How do I want the ending of The Wizard of Oz changed? I want
Dorothy to live happily ever after in Oz. I mean, come on - let's
get real. Who in their right mind would really want to go back to
the grainy, black and white world of Kansas during the Dust Bowl days of
the Great Depression when they could be living in an Emerald City dancing
with scarecrows and little people even a small girl could smack with impunity
if they got out of line? And it's not just any grainy, black and
white world of Kansas during the Dust Bowl days of the Great Depression
we're talking about, either, but one in which the aunt and uncle serving
as your guardians have no time for you and run to save their own hides
when tornadoes show up. And with World War II right around the corner,
to boot. You'd have to be a real idiot to abandon all the poppies
you care to sniff and auto-buffing machines for that!

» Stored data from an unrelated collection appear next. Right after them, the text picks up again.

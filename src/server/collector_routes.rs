//! Routes for launching collection jobs and polling their status.

use super::state::ServerState;
use crate::collector::{CollectorHandle, JobRequest, LaunchError};
use axum::{
    extract::{rejection::QueryRejection, Path, Query, State},
    http::StatusCode,
    response::{IntoResponse, Response},
    routing::{get, post},
    Json, Router,
};
use serde::{Deserialize, Serialize};
use tracing::{error, warn};

#[derive(Serialize)]
struct ErrorResponse {
    error: String,
}

#[derive(Serialize)]
struct JobAcceptedResponse {
    job_id: String,
}

#[derive(Deserialize, Debug)]
struct MetadataImportParams {
    start: Option<u32>,
    end: Option<u32>,
}

#[derive(Deserialize, Debug)]
struct DetailBackfillParams {
    limit: Option<usize>,
}

fn error_response(status: StatusCode, message: impl Into<String>) -> Response {
    (
        status,
        Json(ErrorResponse {
            error: message.into(),
        }),
    )
        .into_response()
}

fn launch_error_response(err: LaunchError) -> Response {
    match err {
        LaunchError::InvalidRequest(_) => error_response(StatusCode::BAD_REQUEST, err.to_string()),
        LaunchError::NotFound => error_response(StatusCode::NOT_FOUND, err.to_string()),
        LaunchError::NotResumable(_) => error_response(StatusCode::CONFLICT, err.to_string()),
        LaunchError::ExecutorUnavailable => {
            error_response(StatusCode::SERVICE_UNAVAILABLE, err.to_string())
        }
        LaunchError::Store(e) => {
            error!("Job status store failure: {:#}", e);
            error_response(StatusCode::INTERNAL_SERVER_ERROR, "Job status store failure")
        }
    }
}

fn accepted(job_id: String) -> Response {
    (StatusCode::ACCEPTED, Json(JobAcceptedResponse { job_id })).into_response()
}

async fn launch(collector: &CollectorHandle, request: JobRequest) -> Response {
    match collector.launcher.launch(request).await {
        Ok(job_id) => accepted(job_id),
        Err(e) => launch_error_response(e),
    }
}

/// POST /collect/metadata?start=&end=
async fn collect_metadata(
    State(collector): State<CollectorHandle>,
    params: Result<Query<MetadataImportParams>, QueryRejection>,
) -> Response {
    let Query(params) = match params {
        Ok(params) => params,
        Err(rejection) => return error_response(StatusCode::BAD_REQUEST, rejection.body_text()),
    };
    let (Some(start), Some(end)) = (params.start, params.end) else {
        return error_response(
            StatusCode::BAD_REQUEST,
            "Both start and end query parameters are required",
        );
    };
    launch(&collector, JobRequest::MetadataImport { start, end }).await
}

/// POST /collect/details[?limit=]
async fn collect_details(
    State(collector): State<CollectorHandle>,
    params: Result<Query<DetailBackfillParams>, QueryRejection>,
) -> Response {
    let Query(params) = match params {
        Ok(params) => params,
        Err(rejection) => return error_response(StatusCode::BAD_REQUEST, rejection.body_text()),
    };
    launch(
        &collector,
        JobRequest::DetailBackfill {
            limit: params.limit,
        },
    )
    .await
}

/// POST /collect/reclassify
async fn collect_reclassify(State(collector): State<CollectorHandle>) -> Response {
    launch(&collector, JobRequest::Reclassification).await
}

/// GET /status/{job_id}
async fn get_status(
    State(collector): State<CollectorHandle>,
    Path(job_id): Path<String>,
) -> Response {
    match collector.reporter.get_status(&job_id) {
        Ok(Some(view)) => Json(view).into_response(),
        Ok(None) => error_response(StatusCode::NOT_FOUND, "job not found"),
        Err(e) => {
            warn!("Failed to read status of job {}: {:#}", job_id, e);
            error_response(StatusCode::INTERNAL_SERVER_ERROR, "Failed to read job status")
        }
    }
}

/// POST /jobs/{job_id}/cancel
async fn cancel_job(
    State(collector): State<CollectorHandle>,
    Path(job_id): Path<String>,
) -> Response {
    match collector.launcher.cancel(&job_id).await {
        Ok(true) => accepted(job_id),
        Ok(false) => error_response(StatusCode::CONFLICT, "job has already finished"),
        Err(e) => launch_error_response(e),
    }
}

/// POST /jobs/{job_id}/resume
async fn resume_job(
    State(collector): State<CollectorHandle>,
    Path(job_id): Path<String>,
) -> Response {
    match collector.launcher.resume(&job_id).await {
        Ok(new_job_id) => accepted(new_job_id),
        Err(e) => launch_error_response(e),
    }
}

pub fn make_collector_routes(state: ServerState) -> Router {
    Router::new()
        .route("/collect/metadata", post(collect_metadata))
        .route("/collect/details", post(collect_details))
        .route("/collect/reclassify", post(collect_reclassify))
        .route("/status/{job_id}", get(get_status))
        .route("/jobs/{job_id}/cancel", post(cancel_job))
        .route("/jobs/{job_id}/resume", post(resume_job))
        .with_state(state)
}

But I'm sure I've mentioned this before. Sorry. I know how
irritating it is when writers repeat themselves. It's an irritation
I know all too well. I'll start reading someone, and he or she will
use a phrase like "tincture of lucidity" in a story and I'll think, wow
- that's the neatest thing I've ever heard! Only to find it repeated
in the next story - and the next. The writer plunges in my mind from
being a wordsmith for the ages to someone who can't even write ten pages
without self-plagiarizing. Instead of standing in awe of the person's
mind, I'll sit and wonder for days how it ever managed to come up with
even this little gem.
So instead of further developing the idea of how I'd like to see the ending
of The Wizard of Oz altered to better fit my common sense, I'll
move on.
"How may I help you, sir?" the clerk asks as I enter the cleaners and reach
the counter.
"I'd like a few alterations in the main story of The Wizard of
Oz," I'd say.
Yes, it's true. As great a movie as it is, it could be better even
disregarding the problems I have with its ending.

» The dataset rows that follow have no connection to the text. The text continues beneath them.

use axum::Router;
use tokio::net::TcpListener;

/// Serves `app` on a random local port and returns its base URL.
pub async fn spawn_upstream(app: Router) -> String {
    let listener = TcpListener::bind("127.0.0.1:0")
        .await
        .expect("Failed to bind to random port");
    let addr = listener.local_addr().expect("Failed to get local address");
    tokio::spawn(async move {
        axum::serve(listener, app).await.expect("Upstream failed");
    });
    format!("http://{}", addr)
}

For example, just once I'd like to see Dorothy dump a bucket of Jack Daniels
on the Wicked Witch of the West instead of water. The Witch wouldn't
melt (a pretty harsh punishment, after all), just vomit once or twice then
start acting real embarrassingly.
"Want to play with... fire?" she'd saunter over and say to the Scarecrow,
hand on her hip and fluttering her eyelashes. A good social shunning
would follow.
Just a thought. I have lots and lots of others. Really.

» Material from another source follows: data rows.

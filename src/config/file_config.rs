use anyhow::{Context, Result};
use serde::Deserialize;
use std::path::Path;

#[derive(Debug, Deserialize, Default)]
#[serde(default)]
pub struct FileConfig {
    // Core settings (can override CLI)
    pub db_dir: Option<String>,
    pub port: Option<u16>,
    pub logging_level: Option<String>,
    pub metadata_api_url: Option<String>,
    pub problem_site_url: Option<String>,
    pub http_timeout_sec: Option<u64>,
    pub prune_interval_minutes: Option<u64>,

    // Feature configs
    pub collector: Option<CollectorConfig>,
    pub crawler: Option<CrawlerConfig>,
    pub status_store: Option<StatusStoreConfig>,
}

#[derive(Debug, Deserialize, Default, Clone)]
#[serde(default)]
pub struct CollectorConfig {
    pub max_concurrent_jobs: Option<usize>,
    pub max_import_range: Option<u32>,
    pub status_ttl_hours: Option<u64>,
    // Pacing
    pub metadata_pacing_ms: Option<u64>,
    pub crawl_pacing_min_ms: Option<u64>,
    pub crawl_pacing_max_ms: Option<u64>,
    // Status snapshot is persisted every N processed items
    pub import_checkpoint_interval: Option<u64>,
    pub crawl_checkpoint_interval: Option<u64>,
}

#[derive(Debug, Deserialize, Default, Clone)]
#[serde(default)]
pub struct CrawlerConfig {
    pub user_agent: Option<String>,
}

#[derive(Debug, Deserialize, Default, Clone)]
#[serde(default)]
pub struct StatusStoreConfig {
    /// Status store engine to use: "sqlite", "memory"
    pub engine: Option<String>,
}

impl FileConfig {
    pub fn load(path: &Path) -> Result<Self> {
        let content = std::fs::read_to_string(path)
            .with_context(|| format!("Failed to read config file: {:?}", path))?;
        toml::from_str(&content).with_context(|| format!("Failed to parse config file: {:?}", path))
    }
}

And some of them have nothing to do with The Wizard of Oz.
For example....
Back in April I noted this one down: False Positive Jokes.
You know - that's when we're hearing someone speak, we decide that they're
in the process of telling a joke, all the elements for a really terrific
joke are falling into place, then suddenly - no joke. Or it's an
utterly flat joke. Or even a joke so bad, our increasingly sick little
smile of anticipation turns involuntarily into a full-blown grimace.
Whatever lab our brain sent a sample of the conversation to really blew
it when it reported "Congratulations! You're going to be the happy listener
of a super punch line! Just wait!" What our brain needs to
do is hire an intermediary to act between it and the lab. Some small
group of neurons whose sole job in life would be to remind us, "Now hold
on - don't get your hopes up - no one has ever batted a thousand in human
history - this person is no exception!" Then maybe the pain and disappointment
wouldn't be so bad....
And once those intermediary neurons are in place, we can start lobbying
for a law limiting the number of times anyone can attempt to retell a joke
they've mistold. Say, three. Then it becomes permissible to
smack them with impunity.
Of course it may be, anyway, if you're at least as strong as a young girl
and the joke teller is no bigger than a Munchkin.
Consult your local dry cleaners for details.